Local residents are angry that the developer of a wind farm near Kinnagoe Bay has applied to increase the height of the turbines to become one of the highest wind turbines in the whole of Ireland.

“In his application he says it is a ‘slight’ increase. We don’t call increasing the height of the hub from 69 metres to 85 metres ‘slight’. That is an increase of almost a quarter of the permitted height. It will be the height of a five story building. It takes the full turbine height to 132 metres. The highest turbine is in Greystones in Wicklow at 139 metres. The developer is proposing to increase the height by 16 metres making them nearly forty metres higher than any building in Ireland. The highest building is St John’s Cathedral in Limerick at 93.8 metres. “It would make the turbines almost twice the height of St Eunan’s Cathedral in Letterkenny” said a local resident.

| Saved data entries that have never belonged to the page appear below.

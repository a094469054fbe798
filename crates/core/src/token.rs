// SPDX-License-Identifier: BUSL-1.1
// Copyright (c) 2026 Alfred Jean LLC

//! TokenData: the OAuth-style credential persisted (encrypted) per provider.

use std::collections::BTreeMap;

use serde::{Deserialize, Serialize};
use serde_json::Value;

#[derive(Debug, Clone, PartialEq, Serialize, Deserialize)]
pub struct TokenData {
    pub access_token: String,
    #[serde(default, skip_serializing_if = "Option::is_none")]
    pub refresh_token: Option<String>,
    /// Seconds since the Unix epoch.
    pub expires_at: u64,
    #[serde(default)]
    pub extra: BTreeMap<String, Value>,
}

impl TokenData {
    pub fn new(access_token: impl Into<String>, expires_at: u64) -> Self {
        Self {
            access_token: access_token.into(),
            refresh_token: None,
            expires_at,
            extra: BTreeMap::new(),
        }
    }

    pub fn time_to_expiry_secs(&self, now_secs: u64) -> i64 {
        self.expires_at as i64 - now_secs as i64
    }

    /// Whether this token should be refreshed given the refresh margin.
    pub fn needs_refresh(&self, now_secs: u64, margin_secs: u64) -> bool {
        self.time_to_expiry_secs(now_secs) < margin_secs as i64
    }
}

#[cfg(test)]
#[path = "token_tests.rs"]
mod tests;
// SPDX-License-Identifier: BUSL-1.1
// Copyright (c) 2026 Alfred Jean LLC

//! Stage Task dispatch: one flat function table keyed by `stage_type`,
//! matching the dispatch style already used for gateway backends — no
//! trait object per task, just a match over a small closed set of names.

pub mod implement;
pub mod mutation;
pub mod plan;
pub mod quality_task;
pub mod repair;
pub mod review;
pub mod setup;
pub mod validate;
pub mod validate_helpers;
pub mod watchdog;
pub mod write_tests;

use std::collections::BTreeMap;
use std::time::Duration;

use serde_json::Value;

use forge_core::{ErrorClass, Stage, StageContext, TaskOutcome, TaskResult, TransientError};

use crate::services::EngineServices;

/// Fallback retry delay when a gateway status error carries no `Retry-After`.
const DEFAULT_TRANSIENT_RETRY_SECS: u64 = 10;

/// Run the Task implementation selected by `stage.stage_type`.
pub async fn execute_stage(stage: &Stage, services: &EngineServices) -> TaskOutcome {
    match stage.stage_type.as_str() {
        "plan" => plan::execute(stage, services).await,
        "setup" => setup::execute(stage, services).await,
        "write_tests" => write_tests::execute(stage, services).await,
        "implement" => implement::execute(stage, services).await,
        "validate" => validate::execute(stage, services).await,
        "repair" => repair::execute(stage, services).await,
        "mutation" => mutation::execute(stage, services).await,
        "quality" => quality_task::execute(stage, services).await,
        "review" => review::execute(stage, services).await,
        "watchdog" => watchdog::execute(stage, services).await,
        other => Ok(TaskResult::terminal(format!("unknown stage type: {other}"))),
    }
}

/// Classify an agent failure as transient (worth a queued retry at the
/// workflow level) or permanent. `AgentError` wraps exactly one failure kind
/// today — a gateway error — so this just forwards `GatewayError::class()`.
pub fn transient_from_agent_error(err: &forge_agent::AgentError) -> Option<TransientError> {
    let forge_agent::AgentError::Gateway(gateway_err) = err;
    match gateway_err.class() {
        ErrorClass::Connection | ErrorClass::Server | ErrorClass::RateLimit => {
            let retry_after = gateway_err
                .retry_after_secs()
                .map(Duration::from_secs)
                .unwrap_or_else(|| Duration::from_secs(DEFAULT_TRANSIENT_RETRY_SECS));
            Some(TransientError::new(retry_after, gateway_err.to_string()))
        }
        ErrorClass::Auth | ErrorClass::Permanent => None,
    }
}

/// True while `_jump_count` (read from `context`, defaulting to 0) is still
/// below `max_jumps`. Must be checked before every jump decision: the
/// counter itself is only ever incremented by [`increment_jump_count`].
pub fn check_jump_limit(context: &StageContext, max_jumps: u32) -> bool {
    context.get_u32("_jump_count").unwrap_or(0) < max_jumps
}

/// Bump the jump counter in a set of jump overrides. Must be called after
/// [`forge_core::build_jump_overrides`] copies the allow-listed keys from
/// the source context (never before) so a stale copied value can't
/// clobber the increment.
pub fn increment_jump_count(overrides: &mut BTreeMap<String, Value>, current_context: &StageContext) -> u32 {
    let next = current_context.get_u32("_jump_count").unwrap_or(0) + 1;
    overrides.insert("_jump_count".to_string(), Value::from(next));
    next
}

#[cfg(test)]
#[path = "mod_tests.rs"]
mod tests;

Part of the reason all this is making people angry, is that after the first application for the two turbine wind farm was turned down by Donegal County Council Planning Authority the developer appealed to An Bord Pleanala, supporting his appeal by getting a petition up from local residents appearing to offer cheaper electricity, jobs and regeneration for the area – none of which are likely to happen.

In the appeal process, Donegal Council was asked by An Bord Pleanala to comment on the appeal and again DCC turned it down on the same grounds: wrong place for a wind farm. An Bord Pleanala’s inspector visited the site on Crockbrack Hill and also decided it was the wrong place for a wind farm (see Inspector’s report). As well as DCC Planning, the Inspector of An Bord Pleanala did not think, that if something is ‘open for consideration for wind farms’, it means it has to be done under any circumstances. All parties involved in a development like this, have to try to achieve a balance between the protection of residential amenity of neighbouring communities in the vicinity of wind developments, and facilitating the meeting of national renewable energy targets. The balance in this case was against a wind farm on top of Crockbrack Hill.

But the board of An Bord Pleanala met in an office in Dublin. For them Crockbrack Hill was just a name, they did not visit the site. They did not see that it has a megalithic tomb on it and a unique intact existing example of the Rundale system of fields and farming and that it is also a small hill in the middle of our community.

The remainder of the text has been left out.